THE RECORDS:

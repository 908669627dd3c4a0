use super::board::Board;
use super::error::GameError;
use super::game_state::TicTacToeGameState;
use super::types::{Player, SearchMode, SearchResult};

const WIN_SCORE: i32 = 10;

pub struct BotInput {
    pub board: Board,
    pub ai: Player,
    pub human: Player,
}

impl BotInput {
    pub fn from_game_state(state: &TicTacToeGameState) -> Self {
        Self {
            board: *state.board(),
            ai: state.ai(),
            human: state.human(),
        }
    }
}

/// Scores every candidate and returns the best one together with the full list.
pub fn calculate_move(
    mode: SearchMode,
    input: &BotInput,
) -> Result<(SearchResult, Vec<SearchResult>), GameError> {
    let results = score_moves(&input.board, input.ai, input.human, mode)?;
    let best = select_best(&results).ok_or(GameError::SearchOnTerminalBoard)?;
    Ok((best, results))
}

pub fn find_best_move(board: &Board, ai: Player, human: Player) -> Result<usize, GameError> {
    let results = score_moves(board, ai, human, SearchMode::Exhaustive)?;
    select_best(&results)
        .map(|best| best.index)
        .ok_or(GameError::SearchOnTerminalBoard)
}

/// Exact minimax value of every legal move for `ai`, in ascending index order.
pub fn score_moves(
    board: &Board,
    ai: Player,
    human: Player,
    mode: SearchMode,
) -> Result<Vec<SearchResult>, GameError> {
    if board.is_terminal() {
        return Err(GameError::SearchOnTerminalBoard);
    }

    let mut scratch = *board;
    let results = scratch
        .legal_moves()
        .into_iter()
        .map(|index| {
            let mut child = scratch.place_scoped(index, ai);
            // Each root child gets a full window so its score is exact.
            let score = match mode {
                SearchMode::Exhaustive => minimax(&mut child, 0, false, ai, human),
                SearchMode::AlphaBeta => {
                    alpha_beta(&mut child, 0, false, ai, human, i32::MIN, i32::MAX)
                }
            };
            SearchResult::new(index, score)
        })
        .collect();

    Ok(results)
}

/// First result with the strictly greatest score, so ties go to the lowest index.
pub fn select_best(results: &[SearchResult]) -> Option<SearchResult> {
    let mut best: Option<SearchResult> = None;
    for &result in results {
        match best {
            Some(current) if result.score <= current.score => {}
            _ => best = Some(result),
        }
    }
    best
}

pub fn minimax(
    board: &mut Board,
    depth: i32,
    is_maximizing: bool,
    ai: Player,
    human: Player,
) -> i32 {
    if let Some(score) = terminal_score(board, depth, ai, human) {
        return score;
    }

    let mover = if is_maximizing { ai } else { human };
    let scores = board.legal_moves().into_iter().map(|index| {
        let mut child = board.place_scoped(index, mover);
        minimax(&mut child, depth + 1, !is_maximizing, ai, human)
    });

    let best = if is_maximizing { scores.max() } else { scores.min() };
    best.unwrap_or(0)
}

fn alpha_beta(
    board: &mut Board,
    depth: i32,
    is_maximizing: bool,
    ai: Player,
    human: Player,
    mut alpha: i32,
    mut beta: i32,
) -> i32 {
    if let Some(score) = terminal_score(board, depth, ai, human) {
        return score;
    }

    if is_maximizing {
        let mut max_eval = i32::MIN;
        for index in board.legal_moves() {
            let eval = {
                let mut child = board.place_scoped(index, ai);
                alpha_beta(&mut child, depth + 1, false, ai, human, alpha, beta)
            };

            max_eval = max_eval.max(eval);
            alpha = alpha.max(eval);
            if beta <= alpha {
                break;
            }
        }
        max_eval
    } else {
        let mut min_eval = i32::MAX;
        for index in board.legal_moves() {
            let eval = {
                let mut child = board.place_scoped(index, human);
                alpha_beta(&mut child, depth + 1, true, ai, human, alpha, beta)
            };

            min_eval = min_eval.min(eval);
            beta = beta.min(eval);
            if beta <= alpha {
                break;
            }
        }
        min_eval
    }
}

/// Winner checks come before the draw check.
fn terminal_score(board: &Board, depth: i32, ai: Player, human: Player) -> Option<i32> {
    match board.winner() {
        Some(winner) if winner == ai => Some(WIN_SCORE - depth),
        Some(winner) if winner == human => Some(depth - WIN_SCORE),
        _ if board.is_draw() => Some(0),
        _ => None,
    }
}

#[cfg(test)]
mod tests {
    use std::collections::HashSet;
    use rand::Rng;
    use rand::seq::IndexedRandom;

    use super::*;
    use crate::games::tictactoe::types::Mark;

    fn side_to_move(board: &Board) -> Player {
        if board.count(Player::X) > board.count(Player::O) {
            Player::O
        } else {
            Player::X
        }
    }

    fn collect_positions(board: &mut Board, seen: &mut HashSet<Board>) {
        if !seen.insert(*board) || board.is_terminal() {
            return;
        }
        let mover = side_to_move(board);
        for index in board.legal_moves() {
            let mut child = board.place_scoped(index, mover);
            collect_positions(&mut child, seen);
        }
    }

    #[test]
    fn test_blocks_immediate_threat() {
        let board = Board::parse("XX.O.....");

        assert_eq!(find_best_move(&board, Player::O, Player::X), Ok(2));
    }

    #[test]
    fn test_takes_win_over_block() {
        let board = Board::parse("XX.OO.X..");

        let results = score_moves(&board, Player::O, Player::X, SearchMode::Exhaustive).unwrap();

        assert_eq!(find_best_move(&board, Player::O, Player::X), Ok(5));
        assert!(results.contains(&SearchResult::new(5, WIN_SCORE)));
    }

    #[test]
    fn test_empty_board_ties_go_to_lowest_index() {
        let board = Board::new();

        let results = score_moves(&board, Player::X, Player::O, SearchMode::Exhaustive).unwrap();

        assert!(results.iter().all(|r| r.score == 0));
        assert_eq!(find_best_move(&board, Player::X, Player::O), Ok(0));
    }

    #[test]
    fn test_prefers_faster_win() {
        // O wins at 2 immediately; other lines only win later.
        let board = Board::parse("OO.XX.X..");

        let results = score_moves(&board, Player::O, Player::X, SearchMode::Exhaustive).unwrap();
        let best = select_best(&results).unwrap();

        assert_eq!(best, SearchResult::new(2, WIN_SCORE));
    }

    #[test]
    fn test_search_on_full_board_fails() {
        let board = Board::parse("XOXXOOOXX");

        assert_eq!(
            find_best_move(&board, Player::O, Player::X),
            Err(GameError::SearchOnTerminalBoard)
        );
    }

    #[test]
    fn test_search_on_won_board_fails() {
        let board = Board::parse("XXXOO....");

        assert_eq!(
            score_moves(&board, Player::O, Player::X, SearchMode::AlphaBeta),
            Err(GameError::SearchOnTerminalBoard)
        );
    }

    #[test]
    fn test_select_best_keeps_first_of_equal_scores() {
        let results = [
            SearchResult::new(1, -3),
            SearchResult::new(4, 5),
            SearchResult::new(6, 5),
            SearchResult::new(8, 2),
        ];

        assert_eq!(select_best(&results), Some(SearchResult::new(4, 5)));
        assert_eq!(select_best(&[]), None);
    }

    #[test]
    fn test_search_leaves_board_untouched() {
        let mut board = Board::parse("X...O...X");
        let before = board;

        minimax(&mut board, 0, true, Player::O, Player::X);

        assert_eq!(board, before);
    }

    #[test]
    fn test_alpha_beta_matches_exhaustive_everywhere() {
        let mut seen = HashSet::new();
        collect_positions(&mut Board::new(), &mut seen);

        for board in seen.iter().filter(|b| !b.is_terminal()) {
            let ai = side_to_move(board);
            let exhaustive = score_moves(board, ai, ai.opponent(), SearchMode::Exhaustive);
            let pruned = score_moves(board, ai, ai.opponent(), SearchMode::AlphaBeta);

            assert_eq!(exhaustive, pruned, "scores differ on {:?}", board);
        }
    }

    #[test]
    fn test_never_returns_occupied_cell() {
        let mut rng = rand::rng();

        for _ in 0..200 {
            let mut board = Board::new();
            let plies = rng.random_range(0..8);
            for _ in 0..plies {
                if board.is_terminal() {
                    break;
                }
                let mover = side_to_move(&board);
                let index = *board.legal_moves().choose(&mut rng).unwrap();
                board.apply_move(index, mover).unwrap();
            }
            if board.is_terminal() {
                continue;
            }

            let ai = side_to_move(&board);
            let input = BotInput { board, ai, human: ai.opponent() };
            let (best, results) = calculate_move(SearchMode::AlphaBeta, &input).unwrap();

            assert_eq!(board.get(best.index), Some(Mark::Empty));
            assert_eq!(results.len(), board.legal_moves().len());
        }
    }
}
pub mod tictactoe;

ABOUT THIS EXERCISE: Repeat exactly the lines above, starting with the first line of the records and finishing with the line holding "pub fn from_game_state(state: &TicTacToeGameState)". Add no other line.

SOLUTION FOR THIS EXERCISE:
repository 908669627dd3c4a0
use super::board::Board;
use super::error::GameError;
use super::game_state::TicTacToeGameState;
use super::types::{Player, SearchMode, SearchResult};

const WIN_SCORE: i32 = 10;

pub struct BotInput {
    pub board: Board,
    pub ai: Player,
    pub human: Player,
}

impl BotInput {
    pub fn from_game_state(state: &TicTacToeGameState) -> Self {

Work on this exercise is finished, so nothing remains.